Prompt:
Look through the data below for the line with "flags |= 0b0010_0000;" and the line with "flag is set.", then output those two and all lines in between, exactly as written.

Entries provided:
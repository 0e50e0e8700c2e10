use bytes::{Buf, BufMut, BytesMut};

use courier_core::{
    codec::{Decoder, Encoder, VariableByteInteger},
    error::Error,
};

#[derive(Debug, PartialEq, Eq)]
pub struct PingRespPacket {}

const PACKET_TYPE: u8 = 0x0d;

impl Encoder for PingRespPacket {
    fn encode(&self, buffer: &mut BytesMut) {
        buffer.put_u8(PACKET_TYPE << 4);
        VariableByteInteger(0).encode(buffer);
    }
}

impl Decoder for PingRespPacket {
    fn decode<T: Buf>(buffer: &mut T) -> courier_core::Result<Self> {
        buffer.advance(1);

        let remaining = VariableByteInteger::decode(buffer)?;
        if remaining.0 != 0 {
            return Err(Error::MalformedSize);
        }

        Ok(PingRespPacket {})
    }
}

#[cfg(test)]
mod tests {
    use bytes::Bytes;

    use crate::pingresp::*;

    #[test]
    fn test_pingresp_decoding() {
        let mut bytes = Bytes::from(vec![0xd0, 0x00]);

        PingRespPacket::decode(&mut bytes).expect("Unexpected error");
    }

    #[test]
    fn test_pingresp_bad_remaining_length() {
        let mut bytes = Bytes::from(vec![0xd0, 0x01, 0x00]);

        assert_eq!(
            PingRespPacket::decode(&mut bytes),
            Err(Error::MalformedSize)
        );
    }
}
//! Core types and traits for the courier MQTT client.
//!
//! This crate provides the building blocks shared by the packet codec and
//! the client: encode/decode traits, the variable byte integer, MQTT
//! length-prefixed strings, quality-of-service levels and the application
//! message type. It is `no_std` compatible when the `std` feature is
//! disabled.
//!
//! ## Features
//!
//! - `std` (enabled by default): Enables standard library support. When
//!   disabled, the crate is `no_std` compatible and requires `alloc`.

#![cfg_attr(not(feature = "std"), no_std)]

#[cfg(not(feature = "std"))]
extern crate alloc;

pub mod codec;
pub mod error;
pub mod message;
pub mod protocol;
pub mod qos;

/// A specialized `Result` type for courier codec operations.
pub type Result<T> = core::result::Result<T, crate::error::Error>;
use core::mem;

#[cfg(not(feature = "std"))]
use alloc::string::String;

use bytes::{BufMut, Bytes, BytesMut};

use courier_core::{
    codec::{Encoder, VariableByteInteger},
    protocol,
    qos::QoS,
};

#[derive(Default, Debug, PartialEq, Eq)]
pub struct ConnectFlags {
    pub user_name: bool,
    pub password: bool,
    pub will_retain: bool,
    pub will_qos: QoS,
    pub will_flag: bool,
    pub clean_session: bool,
}

impl Encoder for ConnectFlags {
    fn encode(&self, buffer: &mut BytesMut) {
        let mut flags: u8 = 0;

        if self.user_name {
            flags = 0b1000_0000;
        }

        if self.password {
            flags |= 0b0100_0000;
        }

        if self.will_retain {
            flags |= 0b0010_0000;
        }

        if self.will_flag {
            flags |= 0b0000_0100;
            flags |= (self.will_qos as u8) << 3;
        }

        if self.clean_session {
            flags |= 0b0000_0010;
        }

        buffer.put_u8(flags);
    }

    fn encoded_size(&self) -> usize {
        mem::size_of::<u8>()
    }
}

/// CONNECT payload strings, each written iff the matching flag is set.
/// The will topic and will payload must be both present or both absent.
#[derive(Default, Debug, PartialEq, Eq)]
pub struct ConnectPayload {
    pub client_id: String,
    pub will_topic: Option<String>,
    pub will_payload: Option<Bytes>,
    pub user_name: Option<String>,
    pub password: Option<Bytes>,
}

impl Encoder for ConnectPayload {
    fn encode(&self, buffer: &mut BytesMut) {
        self.client_id.encode(buffer);
        self.will_topic.encode(buffer);
        self.will_payload.encode(buffer);
        self.user_name.encode(buffer);
        self.password.encode(buffer);
    }

    fn encoded_size(&self) -> usize {
        let mut len = 0;

        len += self.client_id.encoded_size();
        len += self.will_topic.encoded_size();
        len += self.will_payload.encoded_size();
        len += self.user_name.encoded_size();
        len += self.password.encoded_size();

        len
    }
}

#[derive(Debug, PartialEq, Eq)]
pub struct ConnectPacket {
    pub flags: ConnectFlags,
    pub keep_alive: u16,
    pub payload: ConnectPayload,
}

const PACKET_TYPE: u8 = 0x01;

/// Bytes in the variable header: protocol name, level, flags, keep-alive
/// and the payload length field.
const VARIABLE_HEADER_LEN: usize = 12;

impl Encoder for ConnectPacket {
    fn encode(&self, buffer: &mut BytesMut) {
        let payload_len = self.payload.encoded_size();

        // Fixed header
        buffer.put_u8(PACKET_TYPE << 4);
        VariableByteInteger((VARIABLE_HEADER_LEN + payload_len) as u32).encode(buffer);

        // Variable header
        protocol::PROTOCOL_NAME.encode(buffer);
        protocol::PROTOCOL_LEVEL.encode(buffer);
        self.flags.encode(buffer);
        self.keep_alive.encode(buffer);
        (payload_len as u16).encode(buffer);

        // Payload
        self.payload.encode(buffer);
    }
}

#[cfg(test)]
mod tests {
    use crate::connect::*;

    #[test]
    fn test_connect_packet_encoding() {
        let expected = vec![
            0x10, 0x18, 0x00, 0x04, 0x4d, 0x51, 0x54, 0x54, 0x04, 0x02, 0x01, 0x2c, 0x00, 0x0c,
            0x00, 0x0a, 0x63, 0x6f, 0x75, 0x72, 0x69, 0x65, 0x72, 0x5f, 0x76, 0x34,
        ];

        let flags = ConnectFlags {
            clean_session: true,
            ..Default::default()
        };

        let payload = ConnectPayload {
            client_id: String::from("courier_v4"),
            ..Default::default()
        };

        let packet = ConnectPacket {
            flags,
            keep_alive: protocol::KEEP_ALIVE_SECS,
            payload,
        };

        let mut encoded = BytesMut::new();
        packet.encode(&mut encoded);

        assert_eq!(encoded.to_vec(), expected);
    }

    #[test]
    fn test_connect_packet_with_will_and_credentials() {
        let flags = ConnectFlags {
            user_name: true,
            password: true,
            will_retain: true,
            will_qos: QoS::AtLeastOnce,
            will_flag: true,
            clean_session: true,
        };

        let payload = ConnectPayload {
            client_id: String::from("device-1"),
            will_topic: Some(String::from("status")),
            will_payload: Some(Bytes::from("offline")),
            user_name: Some(String::from("user")),
            password: Some(Bytes::from("secret")),
        };

        let packet = ConnectPacket {
            flags,
            keep_alive: protocol::KEEP_ALIVE_SECS,
            payload,
        };

        let mut encoded = BytesMut::new();
        packet.encode(&mut encoded);

        // user 0x80 | password 0x40 | will retain 0x20 | will QoS 1 0x08 |
        // will 0x04 | clean session 0x02
        assert_eq!(encoded[9], 0xee);

        // Payload: 8 + 6 + 7 + 4 + 6 bytes of strings plus five length
        // prefixes.
        let payload_len = 8 + 6 + 7 + 4 + 6 + 10;
        assert_eq!(encoded[1] as usize, 12 + payload_len);
        assert_eq!(
            u16::from_be_bytes([encoded[12], encoded[13]]) as usize,
            payload_len
        );
    }
}
use bytes::Bytes;
use courier_core::qos::QoS;

use crate::error::ClientError;

/// A message the broker delivered on a subscribed topic.
#[derive(Debug, Clone)]
pub struct Publication {
    pub topic: String,
    pub payload: Bytes,
    pub qos: QoS,
}

/// Invoked from the worker task for every inbound publication. The
/// payload has already been drained from the transport, so a failing
/// handler cannot desynchronize the stream; its error is reported through
/// the error handler instead.
pub type PublishHandler =
    Box<dyn FnMut(Publication) -> Result<(), Box<dyn std::error::Error + Send + Sync>> + Send>;

/// Invoked from the worker task whenever a handler fails.
pub type ErrorHandler = Box<dyn FnMut(&ClientError) + Send>;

Response to the task:
            flags |= 0b0010_0000;
        }

        if self.will_flag {
            flags |= 0b0000_0100;
            flags |= (self.will_qos as u8) << 3;
        }

        if self.clean_session {
            flags |= 0b0000_0010;
        }

        buffer.put_u8(flags);
    }

    fn encoded_size(&self) -> usize {
        mem::size_of::<u8>()
    }
}

/// CONNECT payload strings, each written iff the matching flag is set.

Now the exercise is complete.